> **EXTRACTED INFORMATION**
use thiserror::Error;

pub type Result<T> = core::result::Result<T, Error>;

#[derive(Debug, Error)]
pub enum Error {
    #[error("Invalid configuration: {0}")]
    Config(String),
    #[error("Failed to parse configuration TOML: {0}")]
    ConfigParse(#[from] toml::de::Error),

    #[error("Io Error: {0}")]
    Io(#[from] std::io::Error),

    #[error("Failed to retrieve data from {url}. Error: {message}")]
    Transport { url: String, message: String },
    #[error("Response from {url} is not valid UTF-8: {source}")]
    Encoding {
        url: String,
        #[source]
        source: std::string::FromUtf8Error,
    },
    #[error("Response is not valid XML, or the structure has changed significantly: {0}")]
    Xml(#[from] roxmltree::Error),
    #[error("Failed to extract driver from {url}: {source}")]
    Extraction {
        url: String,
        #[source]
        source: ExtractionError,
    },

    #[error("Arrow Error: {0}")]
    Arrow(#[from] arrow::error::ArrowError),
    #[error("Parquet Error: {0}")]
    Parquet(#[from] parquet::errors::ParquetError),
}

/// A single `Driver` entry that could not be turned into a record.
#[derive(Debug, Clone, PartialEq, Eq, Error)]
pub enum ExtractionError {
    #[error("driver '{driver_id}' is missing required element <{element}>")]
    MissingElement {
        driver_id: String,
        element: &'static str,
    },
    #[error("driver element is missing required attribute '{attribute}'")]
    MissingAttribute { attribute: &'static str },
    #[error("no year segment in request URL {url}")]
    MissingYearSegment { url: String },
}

--

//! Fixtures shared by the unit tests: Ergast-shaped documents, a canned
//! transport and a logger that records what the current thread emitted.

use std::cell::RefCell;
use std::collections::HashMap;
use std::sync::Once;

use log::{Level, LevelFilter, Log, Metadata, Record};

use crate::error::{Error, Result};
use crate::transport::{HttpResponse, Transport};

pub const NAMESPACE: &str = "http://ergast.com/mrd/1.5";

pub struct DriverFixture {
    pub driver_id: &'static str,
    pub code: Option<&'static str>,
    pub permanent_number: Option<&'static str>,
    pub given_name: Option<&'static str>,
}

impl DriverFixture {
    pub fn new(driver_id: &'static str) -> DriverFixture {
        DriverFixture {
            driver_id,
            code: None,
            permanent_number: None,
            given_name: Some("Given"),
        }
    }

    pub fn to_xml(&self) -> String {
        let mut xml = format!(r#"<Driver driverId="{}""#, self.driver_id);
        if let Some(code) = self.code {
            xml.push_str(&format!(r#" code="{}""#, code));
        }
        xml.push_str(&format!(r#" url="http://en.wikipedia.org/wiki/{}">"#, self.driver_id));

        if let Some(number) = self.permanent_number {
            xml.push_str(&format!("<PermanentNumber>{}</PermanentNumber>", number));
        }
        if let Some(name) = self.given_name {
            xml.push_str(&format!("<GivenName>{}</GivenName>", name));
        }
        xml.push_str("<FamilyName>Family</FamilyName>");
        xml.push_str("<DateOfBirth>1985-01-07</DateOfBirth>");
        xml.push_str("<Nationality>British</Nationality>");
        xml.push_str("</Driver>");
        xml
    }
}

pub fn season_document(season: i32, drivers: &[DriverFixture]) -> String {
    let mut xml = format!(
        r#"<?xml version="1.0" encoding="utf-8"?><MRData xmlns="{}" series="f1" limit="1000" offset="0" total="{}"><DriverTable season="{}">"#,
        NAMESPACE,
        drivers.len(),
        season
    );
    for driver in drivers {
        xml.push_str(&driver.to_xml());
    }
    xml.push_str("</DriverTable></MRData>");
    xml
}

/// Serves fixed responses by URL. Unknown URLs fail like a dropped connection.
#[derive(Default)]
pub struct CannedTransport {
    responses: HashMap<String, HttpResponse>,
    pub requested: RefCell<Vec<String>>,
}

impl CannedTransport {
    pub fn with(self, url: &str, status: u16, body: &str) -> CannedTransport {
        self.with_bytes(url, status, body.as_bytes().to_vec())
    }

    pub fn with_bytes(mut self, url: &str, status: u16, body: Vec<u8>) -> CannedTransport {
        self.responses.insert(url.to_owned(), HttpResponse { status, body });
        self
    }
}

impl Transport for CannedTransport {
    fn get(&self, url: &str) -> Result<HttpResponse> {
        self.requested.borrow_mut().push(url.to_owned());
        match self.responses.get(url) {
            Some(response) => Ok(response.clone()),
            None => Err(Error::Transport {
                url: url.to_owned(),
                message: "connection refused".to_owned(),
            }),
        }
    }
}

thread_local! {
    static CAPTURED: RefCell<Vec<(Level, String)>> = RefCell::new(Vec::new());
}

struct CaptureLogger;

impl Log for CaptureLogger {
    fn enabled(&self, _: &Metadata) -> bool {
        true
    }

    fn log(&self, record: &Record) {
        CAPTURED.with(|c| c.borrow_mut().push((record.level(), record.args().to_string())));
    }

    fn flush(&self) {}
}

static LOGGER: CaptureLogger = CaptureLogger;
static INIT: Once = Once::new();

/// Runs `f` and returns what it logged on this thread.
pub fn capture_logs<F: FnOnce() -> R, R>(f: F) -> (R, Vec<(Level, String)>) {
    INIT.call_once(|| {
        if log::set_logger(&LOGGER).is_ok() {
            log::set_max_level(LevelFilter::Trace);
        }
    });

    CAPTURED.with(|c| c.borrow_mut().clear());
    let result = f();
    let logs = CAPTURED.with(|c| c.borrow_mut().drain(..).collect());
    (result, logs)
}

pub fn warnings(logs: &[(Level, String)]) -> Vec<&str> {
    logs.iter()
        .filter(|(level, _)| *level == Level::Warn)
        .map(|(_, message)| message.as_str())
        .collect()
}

> **TASK PROMPT**
Would you please return all lines of the data that include the word "crate"?

> **YOUR RESPONSE**
use crate::error::{Error, Result};
use crate::transport::{HttpResponse, Transport};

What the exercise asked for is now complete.